14 December, 2010

all it takes

Tonight in line at the dining hall I was having a conversation with someone I kind of know. He was strikingly knowledgeable about when, in the mind of the register at the dining hall, the "dinner" period becomes the "fourth meal" period. Many people aren't clear on this, and when I am cashiering people will sometimes try to swipe their card at 9:30 after eating dinner at 5:30, not understanding that it is still the dinner period and their card won't work again until 10:01 when fourth meal officially starts.

So I was like, "Wait did you cashier at some point?" and he said, "No, but when I was a freshman I lived in the dorm in this building so I was here a lot," and I was like, "Dude I know that, we lived on the same floor," and he said, "Oh sorry, I remember." But as soon as I thought about it, I felt much sorrier than he did.

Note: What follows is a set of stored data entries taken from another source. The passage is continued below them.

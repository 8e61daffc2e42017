//! # petal-node — the node that owns the pools.
//!
//! - [`relay::RelayNode`] — Dandelion++ policy: aggregation, stem forwarding,
//!   fluffing, conflict resolution, tip sweeps, peer fan-out
//! - [`service::PoolService`] — tokio event loop serializing all pool mutation
//! - [`timer::TokioTimer`] — the stem pool's single timer
//! - [`config::NodeConfig`] — file and environment configuration

pub mod config;
pub mod error;
pub mod relay;
pub mod service;
pub mod timer;

pub use config::{DandelionConfig, NodeConfig, PoolLimits};
pub use error::{ConfigError, PetalError};
pub use relay::{PeerId, PoolSnapshot, RelayNode, TipSweep};
pub use service::{PoolEvent, PoolHandle, PoolService};
pub use timer::TokioTimer;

This guy (whose real speech style I am not even attempting to replicate) has ASD and Tourette's. He is probably everyone's stereotype of a person with "Asperger's"--I mean, now I think the unusualness of his speech is what's most obvious, but when we were freshmen he would always monologue about engines--isn't that the most stereotypical thing you can think of? He'd draw pictures of machines and explain them to people, for heaven's sake!

The way I treated him was just...barf. I was always trying to tell him what to do and how to talk to other people. He didn't get mad at me for this, but he'd never asked me to do it. I just couldn't help thinking that I knew something he didn't. I knew the proper way to act if you had ASD. You were careful. You never talked about anything you were interested in. And look, look, some people were ignoring him when he talked! I was right. Why didn't he just pick up on what I was trying to teach him so he could make more friends?

Except, then he did make a lot of friends, and became really popular. I hardly ever see him alone. He's involved in lots of extracurricular activities. Most people don't guess that he has ASD because he doesn't fit into their idea of it; he's not ~isolated~ by his ~pathology~. He's just himself, and almost everyone likes him for it.

I haven't spent a lot of time with this guy since the first semester of our first year. But being in school with him, and seeing how things turned out, was one of the things that made my frame on social skills begin to change. He is fine. He did not need help becoming more like me as I was then, or more like anyone else.

What's so important is that all it takes is to see one or two really naturally, visibly nonstandard people in a state of really awesome social success.

You stop chewing on your tongue while the person is talking, thinking about what they should be like, what they probably just don't understand is the right way to be; you stop cringing for what's going to happen to them if they're not careful. You just see the person. You see that they're really cool. You see that you weren't treating them like an adult, before.

And then you think about all the environments where the way this person is would sentence them to isolation, bullying, unemployment, and other undesirable ends, because of their "bad social skills." And then you start to see how incredibly cruel and ridiculous those environments are, for being the way they are. And then you stop being careful. And you start being super pissed off.


  1. That's interesting.

    I can't help but wonder if he had social success with that kind of behavior because he's a guy though. People seem to be forgiving of a lot more socially non-standard behavior in guys. I couldn't see a girl getting away with acting like that, even if I think they should be able to.

  2. Yeah.

    People will forgive certain things if you're a girl, but acting like you just don't give a fuck isn't usually one of them. I mean, I think I come off in person as not paying at lot of attention to how you're supposed to act socially, but if I actually wasn't careful, things would likely be a lot harder.

    I guess I should be angry but I'm really not, which is I think the only thing I miss about being highschool-aged.

  3. I wouldn't call what the guy experiences forgiveness or getting away with something. People actually like the weird stuff he does. I'm trying to imagine a girl who acted like him and how she would come off, but it's hard to imagine. You guys may be right about that.

  4. Okay, maybe 'forgiveness' or 'getting away with something' isn't the best way to put it. But I certainly wouldn't be surprised if his behavior is read differently because he's a guy than if he were a woman.

    I think a lot might have to do with the particular environment he's in as well. The way you've described your college, it sounds like a pretty liberal, tolerant place where a lot of people identify as weird in some way. So that is probably a good environment for an ASD person to be 'out' in.

  5. Yeah, definitely about the gender thing.

    I mean it definitely is an environmental thing but I think realizing it's an environmental thing is really important because maybe it's not so much "wow my school is so liberal" but "other places are kind of fucked up."

  6. Yeah, from what it sounds like, more places should be like your school.

    I've been wondering lately what I'd be like if I wasn't having to pretend to be normal all the time when I'm out of the house. I've been thinking about all the ways in which I've molded my personality and outward expression to be more acceptable to people and the thing is, I'm not sure I'm really the person I used to be before I changed.